El problema es que durante este periodo transitorio, el traje no está hecho a nuestra medida, no sabemos cuidarlo y las costuras se rompen. Los mecanismos automáticos que garantizaban la convivencia el la vieja ciudad han dejado de funcionar.
En este punto quiero compartir con los lectores una reflexión: Nos consideramos más libres porque podemos movernos más y han desaparecido los controles de nuestros vecinos y de nuestros padres, pero no hay libertad sin reglas, y si rompemos los vínculos que mantenían cohesionada tradicionalmente a la sociedad tendremos que sustituirlos por otros.

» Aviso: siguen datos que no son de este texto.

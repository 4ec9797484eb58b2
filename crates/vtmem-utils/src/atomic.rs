use crate::{is_native_atomic, sync::Ordering};
use std::{
    ptr,
    sync::atomic::{AtomicU16, AtomicU32, AtomicU64, AtomicU8},
};

#[cfg(feature = "memory-validation")]
use std::{cell::RefCell, collections::HashSet};

#[cfg(feature = "memory-validation")]
thread_local! {
    static ATOMIC_LOCATIONS: RefCell<HashSet<usize>> = RefCell::new(HashSet::new());
    static NON_ATOMIC_LOCATIONS: RefCell<HashSet<usize>> = RefCell::new(HashSet::new());
}

#[cfg(feature = "memory-validation")]
pub fn validate_atomic_access(ptr: *const u8, is_atomic: bool) {
    let addr = ptr as usize;
    let (mine, other) = if is_atomic {
        (&ATOMIC_LOCATIONS, &NON_ATOMIC_LOCATIONS)
    } else {
        (&NON_ATOMIC_LOCATIONS, &ATOMIC_LOCATIONS)
    };
    other.with(|locations| {
        if locations.borrow().contains(&addr) {
            tracing::warn!(
                "Mixed atomic and non-atomic access to the same location detected: {:#x}",
                addr
            );
        }
    });
    mine.with(|locations| {
        locations.borrow_mut().insert(addr);
    });
}

#[cfg(feature = "memory-validation")]
fn validate_ordering(ordering: Ordering, is_load: bool) {
    match (is_load, ordering) {
        (true, Ordering::Release) | (true, Ordering::AcqRel) => {
            panic!("Invalid load ordering: {:?}", ordering);
        }
        (false, Ordering::Acquire) | (false, Ordering::AcqRel) => {
            panic!("Invalid store ordering: {:?}", ordering);
        }
        _ => {}
    }
}

#[cfg(not(feature = "memory-validation"))]
#[inline(always)]
pub fn validate_atomic_access(_ptr: *const u8, _is_atomic: bool) {}

#[cfg(not(feature = "memory-validation"))]
#[inline(always)]
fn validate_ordering(_ordering: Ordering, _is_load: bool) {}

/// Unified atomic memory access operations.
///
/// Every operation works on a raw location of 1, 2, 4 or 8 bytes and moves
/// the value through a `u64`, regardless of the underlying width.
pub trait AtomicAccess {
    /// Atomically load a value of the specified size from the pointer.
    ///
    /// # Safety
    /// - `ptr` must be valid and aligned for the operation
    /// - The pointed memory must be valid for reads
    unsafe fn load_atomic(ptr: *const u8, size: usize, ordering: Ordering) -> u64;

    /// Atomically store a value of the specified size to the pointer.
    ///
    /// # Safety
    /// - `ptr` must be valid and aligned for the operation
    /// - The pointed memory must be valid for writes
    unsafe fn store_atomic(ptr: *mut u8, size: usize, value: u64, ordering: Ordering);

    /// Atomically compare and exchange a value of the specified size.
    ///
    /// # Safety
    /// - `ptr` must be valid and aligned for the operation
    /// - The pointed memory must be valid for reads and writes
    unsafe fn compare_exchange_atomic(
        ptr: *mut u8,
        size: usize,
        expected: u64,
        new: u64,
        success: Ordering,
        failure: Ordering,
    ) -> Result<u64, u64>;

    /// Atomically exchange a value of the specified size.
    ///
    /// # Safety
    /// - `ptr` must be valid and aligned for the operation
    /// - The pointed memory must be valid for reads and writes
    unsafe fn exchange_atomic(ptr: *mut u8, size: usize, new: u64, ordering: Ordering) -> u64;
}

/// Concrete implementation using `AtomicT::from_ptr`
pub struct StandardAtomicAccess;

impl AtomicAccess for StandardAtomicAccess {
    unsafe fn load_atomic(ptr: *const u8, size: usize, ordering: Ordering) -> u64 {
        validate_atomic_access(ptr, true);
        validate_ordering(ordering, true);
        match size {
            1 => unsafe { AtomicU8::from_ptr(ptr as *mut u8) }.load(ordering) as u64,
            2 => unsafe { AtomicU16::from_ptr(ptr as *mut u16) }.load(ordering) as u64,
            4 => unsafe { AtomicU32::from_ptr(ptr as *mut u32) }.load(ordering) as u64,
            8 => unsafe { AtomicU64::from_ptr(ptr as *mut u64) }.load(ordering),
            _ => panic!("Unsupported atomic size: {}", size),
        }
    }

    unsafe fn store_atomic(ptr: *mut u8, size: usize, value: u64, ordering: Ordering) {
        validate_atomic_access(ptr as *const u8, true);
        validate_ordering(ordering, false);
        match size {
            1 => unsafe { AtomicU8::from_ptr(ptr) }.store(value as u8, ordering),
            2 => unsafe { AtomicU16::from_ptr(ptr as *mut u16) }.store(value as u16, ordering),
            4 => unsafe { AtomicU32::from_ptr(ptr as *mut u32) }.store(value as u32, ordering),
            8 => unsafe { AtomicU64::from_ptr(ptr as *mut u64) }.store(value, ordering),
            _ => panic!("Unsupported atomic size: {}", size),
        }
    }

    unsafe fn compare_exchange_atomic(
        ptr: *mut u8,
        size: usize,
        expected: u64,
        new: u64,
        success: Ordering,
        failure: Ordering,
    ) -> Result<u64, u64> {
        validate_atomic_access(ptr as *const u8, true);
        match size {
            1 => unsafe { AtomicU8::from_ptr(ptr) }
                .compare_exchange(expected as u8, new as u8, success, failure)
                .map(|x| x as u64)
                .map_err(|x| x as u64),
            2 => unsafe { AtomicU16::from_ptr(ptr as *mut u16) }
                .compare_exchange(expected as u16, new as u16, success, failure)
                .map(|x| x as u64)
                .map_err(|x| x as u64),
            4 => unsafe { AtomicU32::from_ptr(ptr as *mut u32) }
                .compare_exchange(expected as u32, new as u32, success, failure)
                .map(|x| x as u64)
                .map_err(|x| x as u64),
            8 => unsafe { AtomicU64::from_ptr(ptr as *mut u64) }
                .compare_exchange(expected, new, success, failure),
            _ => panic!("Unsupported atomic size: {}", size),
        }
    }

    unsafe fn exchange_atomic(ptr: *mut u8, size: usize, new: u64, ordering: Ordering) -> u64 {
        validate_atomic_access(ptr as *const u8, true);
        match size {
            1 => unsafe { AtomicU8::from_ptr(ptr) }.swap(new as u8, ordering) as u64,
            2 => unsafe { AtomicU16::from_ptr(ptr as *mut u16) }.swap(new as u16, ordering) as u64,
            4 => unsafe { AtomicU32::from_ptr(ptr as *mut u32) }.swap(new as u32, ordering) as u64,
            8 => unsafe { AtomicU64::from_ptr(ptr as *mut u64) }.swap(new, ordering),
            _ => panic!("Unsupported atomic size: {}", size),
        }
    }
}

/// Packs up to 8 native-endian bytes into the `u64` carrier used by [`AtomicAccess`].
pub fn pack_bytes(bytes: &[u8]) -> u64 {
    match bytes.len() {
        1 => bytes[0] as u64,
        2 => u16::from_ne_bytes([bytes[0], bytes[1]]) as u64,
        4 => u32::from_ne_bytes([bytes[0], bytes[1], bytes[2], bytes[3]]) as u64,
        8 => {
            let mut buf = [0u8; 8];
            buf.copy_from_slice(bytes);
            u64::from_ne_bytes(buf)
        }
        n => panic!("Unsupported atomic size: {}", n),
    }
}

/// Inverse of [`pack_bytes`].
pub fn unpack_bytes(value: u64, size: usize) -> Vec<u8> {
    match size {
        1 => vec![value as u8],
        2 => (value as u16).to_ne_bytes().to_vec(),
        4 => (value as u32).to_ne_bytes().to_vec(),
        8 => value.to_ne_bytes().to_vec(),
        n => panic!("Unsupported atomic size: {}", n),
    }
}

pub struct Atomic;

impl Atomic {
    /// # Safety
    /// Caller must ensure `ptr` is valid for `size` bytes and that no other
    /// thread is writing a non-native-sized payload at the same location.
    pub unsafe fn load_field(ptr: *const u8, size: usize, ordering: Ordering) -> Vec<u8> {
        if is_native_atomic(ptr, size) {
            let val = unsafe { StandardAtomicAccess::load_atomic(ptr, size, ordering) };
            unpack_bytes(val, size)
        } else {
            validate_atomic_access(ptr, false);
            let mut buf = vec![0u8; size];
            if size > 0 {
                unsafe { ptr::copy_nonoverlapping(ptr, buf.as_mut_ptr(), size) };
            }
            buf
        }
    }

    /// # Safety
    /// Caller must ensure `ptr` is valid for `value.len()` bytes and that no
    /// other thread is accessing a non-native-sized payload at the same location.
    pub unsafe fn store_field(ptr: *mut u8, value: &[u8], ordering: Ordering) {
        let size = value.len();
        if is_native_atomic(ptr, size) {
            unsafe { StandardAtomicAccess::store_atomic(ptr, size, pack_bytes(value), ordering) };
        } else {
            validate_atomic_access(ptr as *const u8, false);
            if size > 0 {
                unsafe { ptr::copy_nonoverlapping(value.as_ptr(), ptr, size) };
            }
        }
    }

    /// Byte-wise compare-and-exchange. Returns the bytes that were in memory,
    /// `Ok` when they matched `expected` and `new` was written.
    ///
    /// Only native sizes go through a single hardware instruction; for any other
    /// size the caller must hold exclusive access to the location.
    ///
    /// # Safety
    /// Caller must ensure `ptr` is valid for `expected.len()` bytes and that
    /// `expected` and `new` have the same length.
    pub unsafe fn compare_exchange_field(
        ptr: *mut u8,
        expected: &[u8],
        new: &[u8],
    ) -> Result<Vec<u8>, Vec<u8>> {
        debug_assert_eq!(expected.len(), new.len());
        let size = expected.len();
        if is_native_atomic(ptr as *const u8, size) {
            unsafe {
                StandardAtomicAccess::compare_exchange_atomic(
                    ptr,
                    size,
                    pack_bytes(expected),
                    pack_bytes(new),
                    Ordering::SeqCst,
                    Ordering::SeqCst,
                )
            }
            .map(|prev| unpack_bytes(prev, size))
            .map_err(|cur| unpack_bytes(cur, size))
        } else {
            let current = unsafe { Self::load_field(ptr, size, Ordering::SeqCst) };
            if current == expected {
                unsafe { Self::store_field(ptr, new, Ordering::SeqCst) };
                Ok(current)
            } else {
                Err(current)
            }
        }
    }

    /// Byte-wise exchange with the same locking contract as
    /// [`Atomic::compare_exchange_field`].
    ///
    /// # Safety
    /// Caller must ensure `ptr` is valid for `new.len()` bytes.
    pub unsafe fn exchange_field(ptr: *mut u8, new: &[u8]) -> Vec<u8> {
        let size = new.len();
        if is_native_atomic(ptr as *const u8, size) {
            let prev = unsafe {
                StandardAtomicAccess::exchange_atomic(ptr, size, pack_bytes(new), Ordering::SeqCst)
            };
            unpack_bytes(prev, size)
        } else {
            let current = unsafe { Self::load_field(ptr, size, Ordering::SeqCst) };
            unsafe { Self::store_field(ptr, new, Ordering::SeqCst) };
            current
        }
    }
}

El ideal de vida aislada e independiente es un espejismo, un intento de escapar de la realidad. Aunque pueda resultar contraintuitivo, el modo de vida más nómada e independiente que estamos adoptando requiere normas más estrictas, instituciones y servicios comunes más fuertes, y sobre todo, espacios públicos mejor gestionados que los de la vieja ciudad. No podemos seguir escapándonos de las responsabilidades colectivas y abandonando el espacio público en nombre de la libertad.
Tomará su tiempo, pero cuanto antes empecemos a ser conscientes del problema antes encontraremos las soluciones que necesitamos. De momento estamos avanzando en sentido contrario.